Narrative | Resource Bank | Teacher's Guide


Map: The British Colonies
By the early 1600s, England was eager to gain a colonial foothold on the North American continent. The first enduring settlement was founded at Jamestown in Virginia in 1607. Colonies in Massachusetts and elsewhere up and down the eastern seaboard were settled as the century progressed. The English settlers had occasionally friendly relations with the native "Indians" of these lands, but for the most part, the interaction between the two turned hostile. Labor to clear the forests, tend the plantations and farms, and work in the developing seafaring industry became a crucial concern.

From 1619 on, not long after the first settlement, the need for colonial labor was bolstered by the importation of African captives.

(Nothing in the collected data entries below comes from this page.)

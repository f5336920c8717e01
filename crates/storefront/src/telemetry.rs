//! Logging and error tracking setup for binaries.

use sentry::integrations::tracing as sentry_tracing;
use tracing_subscriber::{EnvFilter, layer::SubscriberExt, util::SubscriberInitExt};

/// Filter used when `RUST_LOG` is unset.
pub const DEFAULT_LOG_FILTER: &str = "apotheca_storefront=info,apotheca_cli=info";

/// Log line format.
#[derive(Debug, Clone, Copy, Default, PartialEq, Eq)]
pub enum LogFormat {
    /// Human-readable lines.
    #[default]
    Pretty,
    /// One JSON object per line.
    Json,
}

/// Initialize Sentry error tracking and return guard that must be kept alive.
///
/// Returns `None` (and Sentry stays a no-op) without a DSN.
#[must_use]
pub fn init_sentry(dsn: Option<&str>, environment: Option<String>) -> Option<sentry::ClientInitGuard> {
    let dsn = dsn?;

    let guard = sentry::init((
        dsn,
        sentry::ClientOptions {
            release: sentry::release_name!(),
            environment: environment.map(std::borrow::Cow::Owned),
            attach_stacktrace: true,
            ..Default::default()
        },
    ));

    tracing::info!("Sentry initialized");
    Some(guard)
}

/// Filter tracing events to Sentry event types.
fn sentry_event_filter(metadata: &tracing::Metadata<'_>) -> sentry_tracing::EventFilter {
    match *metadata.level() {
        tracing::Level::ERROR | tracing::Level::WARN => sentry_tracing::EventFilter::Event,
        tracing::Level::INFO | tracing::Level::DEBUG => sentry_tracing::EventFilter::Breadcrumb,
        _ => sentry_tracing::EventFilter::Ignore,
    }
}

/// Install the global tracing subscriber: `EnvFilter` (falling back to
/// `default_filter`), a fmt layer on stderr and the Sentry layer.
pub fn init_tracing(default_filter: &str, format: LogFormat) {
    let env_filter =
        EnvFilter::try_from_default_env().unwrap_or_else(|_| EnvFilter::new(default_filter));

    let registry = tracing_subscriber::registry()
        .with(env_filter)
        .with(sentry_tracing::layer().event_filter(sentry_event_filter));

    match format {
        LogFormat::Pretty => registry
            .with(tracing_subscriber::fmt::layer().with_writer(std::io::stderr))
            .init(),
        LogFormat::Json => registry
            .with(
                tracing_subscriber::fmt::layer()
                    .json()
                    .with_writer(std::io::stderr),
            )
            .init(),
    }
}

#[cfg(test)]
mod tests {
    use super::*;

    #[test]
    fn test_default_format_is_pretty() {
        assert_eq!(LogFormat::default(), LogFormat::Pretty);
    }

    #[test]
    fn test_sentry_disabled_without_dsn() {
        assert!(init_sentry(None, None).is_none());
    }
}
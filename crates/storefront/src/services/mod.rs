//! Business logic services over the hosted backend.
//!
//! # Services
//!
//! - `auth` - Sign-up (with the vendor application side effect), sign-in,
//!   sign-out
//! - `profile` - Identity to profile resolution with fallback
//!
//! Both are generic over the backend traits in [`crate::backend`] and hold
//! it behind an `Arc`, so the session store and the services share one
//! client.

pub mod auth;
pub mod profile;

pub use auth::{AuthError, AuthService, SignUpRequest};
pub use profile::ProfileResolver;
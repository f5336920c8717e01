//! REST client for the hosted auth and data services.
//!
//! One [`HostedClient`] owns the current session. It restores it from the
//! session file on first use, renews it shortly before expiry, and announces
//! every change on its broadcast channel.

use std::sync::Arc;
use std::time::Duration;

use chrono::{TimeDelta, Utc};
use reqwest::header::{ACCEPT, HeaderMap, HeaderValue};
use secrecy::{ExposeSecret, SecretString};
use serde::Serialize;
use tokio::sync::{Mutex, broadcast};
use tokio::task::JoinHandle;
use tokio_util::sync::CancellationToken;
use tracing::{debug, instrument, warn};
use url::Url;

use apotheca_core::{AuthEvent, IdentityId};

use super::persist::SessionFile;
use super::types::{
    ApiErrorBody, PROFILE_COLUMNS, PasswordGrant, ProfileRow, RefreshGrant, SignUpBody,
    SignUpMetadata, SignUpResponse, TokenResponse,
};
use super::{
    AUTH_CHANGE_CAPACITY, AuthApi, AuthChange, BackendError, Credentials, DataApi, SignUpData,
    SignUpParams,
};
use crate::config::BackendConfig;
use crate::models::{NewVendorApplication, Profile, Session};

/// Sessions this close to expiry are renewed before being handed out.
const REFRESH_MARGIN: TimeDelta = TimeDelta::seconds(60);

/// Pause before the auto-refresh task retries a failed renewal.
const REFRESH_RETRY_DELAY: Duration = Duration::from_secs(10);

/// PostgREST answers a single-object request matching no rows with 406.
const PGRST_OBJECT: &str = "application/vnd.pgrst.object+json";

At first, like their poor English counterparts, the Africans were treated as indentured servants, who would be freed of their obligations to their owners after serving for several years. However, over the course of the century, a new race-based slavery system developed, and by the dawn of the new century, the majority of Africans and African Americans were slaves for life.

Control over the captive population became a significant issue for whites as rebellion and fear of rebellion spread.



Next: Europeans Come to Western Africa




Map "Rollover" Information


Virginia:


1619: A Dutch ship brings the first permanent African settlers to Jamestown. Africans soon are put to work on tobacco plantations.

1663: A Virginia court decides that a child born to a slave mother is also a slave.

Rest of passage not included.